* _YOUR ASSIGNMENT_
Look through the lines below for the word "PartialEq", and copy every line that has it.

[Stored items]
//! CPU-side textures
//!
//! A [`Texture`] is a decoded RGBA8 image plus the sampling parameters the
//! material needs: wrap mode per axis and a repeat factor. GPU upload lives in
//! [`super::texture_resource`].

use std::path::{Path, PathBuf};

use serde::{Deserialize, Serialize};

use crate::error::{Result, TumblerError};

/// How texture coordinates outside 0..1 are resolved
#[derive(Debug, Clone, Copy, PartialEq, Eq, Hash, Serialize, Deserialize, Default)]
#[serde(rename_all = "snake_case")]
pub enum WrapMode {
    /// Tile the image
    #[default]
    Repeat,
    /// Tile the image, flipping every other copy
    MirrorRepeat,
    /// Stretch the edge texels
    ClampToEdge,
}

impl From<WrapMode> for wgpu::AddressMode {
    fn from(mode: WrapMode) -> Self {
        match mode {
            WrapMode::Repeat => wgpu::AddressMode::Repeat,
            WrapMode::MirrorRepeat => wgpu::AddressMode::MirrorRepeat,
            WrapMode::ClampToEdge => wgpu::AddressMode::ClampToEdge,
        }
    }
}

/// Sampling parameters applied to a loaded image
#[derive(Debug, Clone, Copy, PartialEq)]
pub struct TextureOptions {
    /// Horizontal (u) wrap
    pub wrap_s: WrapMode,
    /// Vertical (v) wrap
    pub wrap_t: WrapMode,
    /// How many times the image fits across each axis of a face
    pub repeat: [f32; 2],
}

impl Default for TextureOptions {
    fn default() -> Self {
        Self {
            wrap_s: WrapMode::ClampToEdge,
            wrap_t: WrapMode::ClampToEdge,
            repeat: [1.0, 1.0],
        }
    }
}

impl TextureOptions {
    /// Tiles the image `u` × `v` times with repeat wrapping on both axes
    pub fn tiled(u: f32, v: f32) -> Self {
        Self {
            wrap_s: WrapMode::Repeat,
            wrap_t: WrapMode::Repeat,
            repeat: [u, v],
        }
    }
}

#[derive(Debug, Clone)]
pub struct Texture {
    pub label: String,
    pub image: image::RgbaImage,
    pub options: TextureOptions,
}

impl Texture {
    pub fn from_rgba8(label: &str, image: image::RgbaImage, options: TextureOptions) -> Self {
        Self {
            label: label.to_string(),
            image,
            options,
        }
    }

    /// Decodes an encoded image (PNG, JPEG) from memory
    pub fn from_bytes(label: &str, bytes: &[u8], options: TextureOptions) -> image::ImageResult<Self> {
        let image = image::load_from_memory(bytes)?.to_rgba8();
        Ok(Self::from_rgba8(label, image, options))
    }

    /// Reads and decodes an image file
    pub fn from_path(path: &Path, options: TextureOptions) -> Result<Self> {
        let image = image::open(path)
            .map_err(|source| TumblerError::TextureLoad {
                path: PathBuf::from(path),
                source,
            })?
            .to_rgba8();
        Ok(Self::from_rgba8(&path.display().to_string(), image, options))
    }

    pub fn dimensions(&self) -> (u32, u32) {
        self.image.dimensions()
    }
}

#[cfg(test)]
mod tests {
    use super::*;

    #[test]
    fn wrap_modes_map_to_address_modes() {
        assert_eq!(wgpu::AddressMode::from(WrapMode::Repeat), wgpu::AddressMode::Repeat);
        assert_eq!(
            wgpu::AddressMode::from(WrapMode::MirrorRepeat),
            wgpu::AddressMode::MirrorRepeat
        );
        assert_eq!(
            wgpu::AddressMode::from(WrapMode::ClampToEdge),
            wgpu::AddressMode::ClampToEdge
        );
    }

    #[test]
    fn decodes_png_bytes() {
        let mut encoded = Vec::new();
        image::RgbaImage::from_pixel(3, 2, image::Rgba([10, 20, 30, 255]))
            .write_to(&mut std::io::Cursor::new(&mut encoded), image::ImageFormat::Png)
            .unwrap();

        let texture = Texture::from_bytes("inline", &encoded, TextureOptions::tiled(2.0, 2.0)).unwrap();
        assert_eq!(texture.dimensions(), (3, 2));
        assert_eq!(texture.image.get_pixel(2, 1).0, [10, 20, 30, 255]);
        assert_eq!(texture.options.repeat, [2.0, 2.0]);
    }

    #[test]
    fn garbage_bytes_fail_to_decode() {
        assert!(Texture::from_bytes("junk", b"not an image", TextureOptions::default()).is_err());
    }

    #[test]
    fn missing_file_reports_path() {
        let err = Texture::from_path(Path::new("no/such/texture.png"), TextureOptions::default())
            .unwrap_err();
        match err {
            TumblerError::TextureLoad { path, .. } => {
                assert_eq!(path, PathBuf::from("no/such/texture.png"))
            }
            other => panic!("unexpected error {other:?}"),
        }
    }
}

* _ANSWER TO THE PROBLEM_
#[derive(Debug, Clone, Copy, PartialEq, Eq, Hash, Serialize, Deserialize, Default)]
#[derive(Debug, Clone, Copy, PartialEq)]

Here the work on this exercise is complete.